The test apparatus and model combustor are shown in **Figure 1** where all dimensions are in mm. The model combustor consists of the air and fuel inlet section, combustion chamber and contracted exhaust section. Fuel entered the combustion chamber through the centre of the bluff body, while air flowed into the chamber around a disc flame‐holder. The combustor was mounted on a three‐axis traversing unit with a resolution of ±100 µm. Fuel was commercial grade propane, and air was from a dry air supply. Both air and fuel flow rates were regulated by Sierra Side‐Trak mass‐flow controllers with 2% accuracy of the full scale (100 l/min for fuel and 2550 l/min for air).

A 25.4‐mm thick fibre blanket of Al_{2}O_{3} was wrapped around the combustion chamber in order to reduce the heat losses through the combustor walls. The optical and physical access to the combustion chamber was through four windows. The viewing area of the windows measured 17 mm in width, 342 mm in length and 44–388 mm from the disk flame‐holder in the axial direction. Interchangeable sets of stainless steel and fused silica windows were used, the former for physical probing with gas sampling probes, radiometers and thermocouples, and the latter for optical probing with a laser Doppler anemometer (LDA).

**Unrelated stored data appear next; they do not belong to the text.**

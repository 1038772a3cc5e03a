pub mod error;
pub mod tolerance;
pub mod traits;

pub use error::{AirfoilError, Result};
pub use tolerance::Tolerance;
pub use traits::Validate;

Both two‐ and three‐component LDA systems operating in a back‐scattering mode were used to measure flow velocities. The restricted optical access in the lower section of the combustion chamber forced the use of a single fibre head to measure axial and tangential velocities, and a complete three‐component LDA system was applied in the upper section of the chamber. An uncoated 250‐µm diameter, type ‘S’ thermocouple held by a twin‐bore ceramic tube was used to measure gas temperatures in the flow field. The wall temperatures were measured by the thermocouples embedded in and flush with the wall. Gas sample was obtained by a sampling probe and the species were measured using a Varian model 3400 gas chromatograph. The measured major species were CO, CO_{2}, H_{2}O and C_{3}H_{8}. In addition, minor species fractions, such as CH_{4} and C_{2}H_{2}, were also obtained. NO_{x} and NO were collected through the same probe but analysed using a Scintrix NO_{x} analyser.

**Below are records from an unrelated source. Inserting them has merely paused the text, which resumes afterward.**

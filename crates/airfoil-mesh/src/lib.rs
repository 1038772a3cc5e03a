pub mod faces;
pub mod layout;
pub mod loft;
pub mod normals;
pub mod obj;
pub mod orient;
pub mod pipeline;
pub mod triangulate;

pub use layout::RingLayout;
pub use obj::{save_obj, write_obj};
pub use pipeline::{build_mesh, MeshSummary};
pub use triangulate::TriangleMesh;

## 4. Application of RANS turbulence models

### 4.1. Computational domain and boundary conditions

The computational domain covers the entire combustor flow field from the fuel and air inlets to the exhaust exit, as shown in **Figure 2**. The two‐dimensional quadrilateral meshes were generated because of the axisymmetric geometry. To resolve the recirculation region, fine grids were created behind the flame‐holder in the combustion chamber. Fine grids were also laid in the shear layers between the fuel and air jets and recirculation region, and the gap between the flame‐holder edge and air inlet section wall as well. In the solid stainless steel wall and ceramic blanket regions, coarse grids were generated. A number of meshes were created and tested to check mesh independence issue. Finally, a mesh with 74,100 cells was used for most of the simulations. The skewness in the flow‐field domain was less than 0.2 and the aspect ratio was less than 12 for 99.5% cells. Effort was made to keep the wall parameter, *y*^{+} (

The air and fuel flow rates were 550 and 16.2 g/s, respectively, and the corresponding overall equivalence ratio was 0.46. The inlet temperature for both flows was 293 K. The Reynolds number based on the flame‐holder diameter and air entry velocity was 1.9 × 10^{5}. To estimate Reynolds stress components and turbulence dissipation or specific‐dissipation rates at the fuel and air inlets, the turbulence intensity of 10% and hydraulic diameters were specified. The effect of the inlet turbulence intensity assignment on the flow field was examined by comparing the simulation results from three inlet turbulence intensity settings, 2, 5 and 10%. The effect is only observable for turbulence variables, for example, the change in turbulent kinetic energy was seen in the fuel inlet path and a small portion at *x* ≈ 80 mm along the combustor axis, with a maximum difference of 2.3%. For the mean flow variables along the combustor axis, such as temperature and axial velocity, the deviation from the experimental data was negligibly small.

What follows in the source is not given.